Despite his banishment, he was still delighted in playing jokes on everything; he would fool animals, humans and spirits to get something from them, even just a laugh, and he would cheat and lie to get his way. There are many stories about Uŋktómi that teach us a lesson:

Uŋktómi was the first being that matured, he saw all the animals grow and so he gave them all their names. He invented language and taught it to the animals, even humans.

Nothing delighted Uŋktómi more than seeing people fight, so after seeing the people speak the Dakhóta and Lakȟóta language for many years, he decided to play a new trick. Uŋktómi can take on any shape, so one day, he changed himself into a wašíču and went to every reservation to teach them different ways to write Dakhóta or Lakȟóta in the English alphabet. He could outsmart anyone and so he taught them about foreign gods too, so they wouldn’t suspect they were really talking to Uŋktómi.

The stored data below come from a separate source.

//! # taskgen
//!
//! Turns a goal (and an optional photo) into a main task with short,
//! ordered subtasks generated by Gemini, and keeps them in Firestore or in a
//! local SQLite database.
//!
//! ## Usage
//!
//! ```rust,no_run
//! use taskgen::commands::Cli;
//!
//! #[tokio::main]
//! async fn main() -> anyhow::Result<()> {
//!     Cli::menu().await
//! }
//! ```

pub mod api;
pub mod commands;
pub mod db;
pub mod libs;
#[cfg(test)]
mod tests {
    use chrono::{DateTime, Duration, Utc};
    use taskgen::db::db::Db;
    use taskgen::db::todos::Todos;
    use taskgen::libs::store::{Field, Filter, Query, TaskStore};
    use taskgen::libs::task::{Priority, Task, TaskKind};
    use tempfile::TempDir;
    use test_context::{test_context, AsyncTestContext};

    struct TodosTestContext {
        temp_dir: TempDir,
        store: Todos,
    }

    impl AsyncTestContext for TodosTestContext {
        async fn setup() -> Self {
            let temp_dir = tempfile::tempdir().unwrap();
            let store = Todos::open(&temp_dir.path().join("taskgen.db")).unwrap();
            TodosTestContext { temp_dir, store }
        }
    }

    fn created(offset_secs: i64) -> DateTime<Utc> {
        DateTime::from_timestamp_micros(1_700_000_000_123_456).unwrap() + Duration::seconds(offset_secs)
    }

    fn main_task(id: &str, title: &str, offset_secs: i64) -> Task {
        Task {
            id: id.to_string(),
            title: title.to_string(),
            completed: false,
            owner: "owner-1".to_string(),
            created_time: created(offset_secs),
            kind: TaskKind::Main { priority: Priority::None },
        }
    }

    fn subtask(id: &str, parent_id: &str, order: u32) -> Task {
        Task {
            id: id.to_string(),
            title: format!("Step {}", order),
            completed: false,
            owner: "owner-1".to_string(),
            created_time: created(0),
            kind: TaskKind::Subtask {
                parent_id: parent_id.to_string(),
                order,
            },
        }
    }

    #[test_context(TodosTestContext)]
    #[tokio::test]
    async fn test_set_and_get_roundtrip(ctx: &mut TodosTestContext) {
        let task = main_task("m1", "Plan a trip", 0);
        ctx.store.set(&task).await.unwrap();

        assert_eq!(ctx.store.get("m1").await.unwrap(), Some(task));
        assert_eq!(ctx.store.get("missing").await.unwrap(), None);
    }

    #[test_context(TodosTestContext)]
    #[tokio::test]
    async fn test_tasks_survive_reopen(ctx: &mut TodosTestContext) {
        ctx.store.set(&main_task("m1", "Plan a trip", 0)).await.unwrap();
        ctx.store.set(&subtask("s1", "m1", 0)).await.unwrap();

        let reopened = Todos::open(&ctx.temp_dir.path().join("taskgen.db")).unwrap();
        assert_eq!(reopened.count(&Query::new()).await.unwrap(), 2);
        assert_eq!(reopened.get("s1").await.unwrap().unwrap().parent_id(), Some("m1"));
    }

    #[test_context(TodosTestContext)]
    #[tokio::test]
    async fn test_main_tasks_newest_first(ctx: &mut TodosTestContext) {
        ctx.store.set(&main_task("old", "Old", 0)).await.unwrap();
        ctx.store.set(&main_task("new", "New", 60)).await.unwrap();
        ctx.store.set(&subtask("s1", "old", 0)).await.unwrap();

        assert_eq!(ctx.store.count(&Query::main_tasks()).await.unwrap(), 2);
        let ids: Vec<_> = ctx
            .store
            .query(&Query::main_tasks_newest_first())
            .await
            .unwrap()
            .into_iter()
            .map(|t| t.id)
            .collect();
        assert_eq!(ids, vec!["new", "old"]);
    }

    #[test_context(TodosTestContext)]
    #[tokio::test]
    async fn test_subtasks_of_are_ordered(ctx: &mut TodosTestContext) {
        ctx.store.set(&main_task("m1", "Trip", 0)).await.unwrap();
        ctx.store.set(&main_task("m2", "Clean", 0)).await.unwrap();
        ctx.store.set(&subtask("c", "m1", 2)).await.unwrap();
        ctx.store.set(&subtask("a", "m1", 0)).await.unwrap();
        ctx.store.set(&subtask("b", "m1", 1)).await.unwrap();
        ctx.store.set(&subtask("x", "m2", 0)).await.unwrap();

        let subtasks = ctx.store.query(&Query::subtasks_of("m1")).await.unwrap();

        let orders: Vec<_> = subtasks.iter().map(|t| t.order()).collect();
        assert_eq!(orders, vec![Some(0), Some(1), Some(2)]);
        assert!(subtasks.iter().all(|t| t.priority().is_none()));
        assert_eq!(ctx.store.count(&Query::subtasks_of("m2")).await.unwrap(), 1);
    }

    #[test_context(TodosTestContext)]
    #[tokio::test]
    async fn test_equality_filter_binds_value(ctx: &mut TodosTestContext) {
        ctx.store.set(&main_task("m1", "Trip", 0)).await.unwrap();
        ctx.store.set(&subtask("s1", "m1", 0)).await.unwrap();

        let injected = Query::new().filter(Filter::Equals(Field::ParentId, "m1' OR '1'='1".to_string()));
        assert_eq!(ctx.store.count(&injected).await.unwrap(), 0);
    }

    #[test_context(TodosTestContext)]
    #[tokio::test]
    async fn test_merge_keeps_owner_and_created_time(ctx: &mut TodosTestContext) {
        let original = main_task("m1", "Plan a trip", 0);
        ctx.store.set(&original).await.unwrap();

        let mut update = original.clone();
        update.title = "Plan a trip to Crete".to_string();
        update.completed = true;
        update.owner = "someone-else".to_string();
        update.created_time = created(3600);
        update.kind = TaskKind::Main { priority: Priority::High };
        ctx.store.merge(&update).await.unwrap();

        let stored = ctx.store.get("m1").await.unwrap().unwrap();
        assert_eq!(stored.title, "Plan a trip to Crete");
        assert!(stored.completed);
        assert_eq!(stored.priority(), Some(Priority::High));
        assert_eq!(stored.owner, original.owner);
        assert_eq!(stored.created_time, original.created_time);
    }

    #[test_context(TodosTestContext)]
    #[tokio::test]
    async fn test_merge_creates_missing_task(ctx: &mut TodosTestContext) {
        let task = subtask("s1", "m1", 3);
        ctx.store.merge(&task).await.unwrap();
        assert_eq!(ctx.store.get("s1").await.unwrap(), Some(task));
    }

    #[test_context(TodosTestContext)]
    #[tokio::test]
    async fn test_set_replaces_task(ctx: &mut TodosTestContext) {
        ctx.store.set(&main_task("m1", "Before", 0)).await.unwrap();
        let replacement = main_task("m1", "After", 30);
        ctx.store.set(&replacement).await.unwrap();

        assert_eq!(ctx.store.get("m1").await.unwrap(), Some(replacement));
        assert_eq!(ctx.store.count(&Query::new()).await.unwrap(), 1);
    }

    #[test_context(TodosTestContext)]
    #[tokio::test]
    async fn test_delete(ctx: &mut TodosTestContext) {
        ctx.store.set(&main_task("m1", "Trip", 0)).await.unwrap();

        ctx.store.delete("m1").await.unwrap();
        ctx.store.delete("m1").await.unwrap();

        assert!(ctx.store.get("m1").await.unwrap().is_none());
    }

    #[test_context(TodosTestContext)]
    #[tokio::test]
    async fn test_rows_with_both_priority_and_parent_are_rejected(ctx: &mut TodosTestContext) {
        let db = Db::open(&ctx.temp_dir.path().join("taskgen.db")).unwrap();
        let inserted = db.conn.execute(
            "INSERT INTO todos (id, title, completed, owner, created_time, priority, sort_order, parent_id)
             VALUES ('bad', 'Bad', 0, 'o', 0, 'low', 0, 'm1')",
            [],
        );
        assert!(inserted.is_err());
    }

    #[test]
    fn test_generated_ids_are_unique() {
        let store = Todos::in_memory().unwrap();
        let first = store.new_id();
        let second = store.new_id();
        assert_eq!(first.len(), 20);
        assert!(first.chars().all(|c| c.is_ascii_alphanumeric()));
        assert_ne!(first, second);
    }
}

He then turned himself into a young man so he could spy on the teachers in the classrooms. He saw that everyone’s pride thought their method of spelling was the best so they would fight each other over which was the correct way to spell. Meanwhile, fewer and fewer Dakhóta and Lakȟóta children were actually speaking their language and Uŋktómi laughed at the foolish adults who fought each other.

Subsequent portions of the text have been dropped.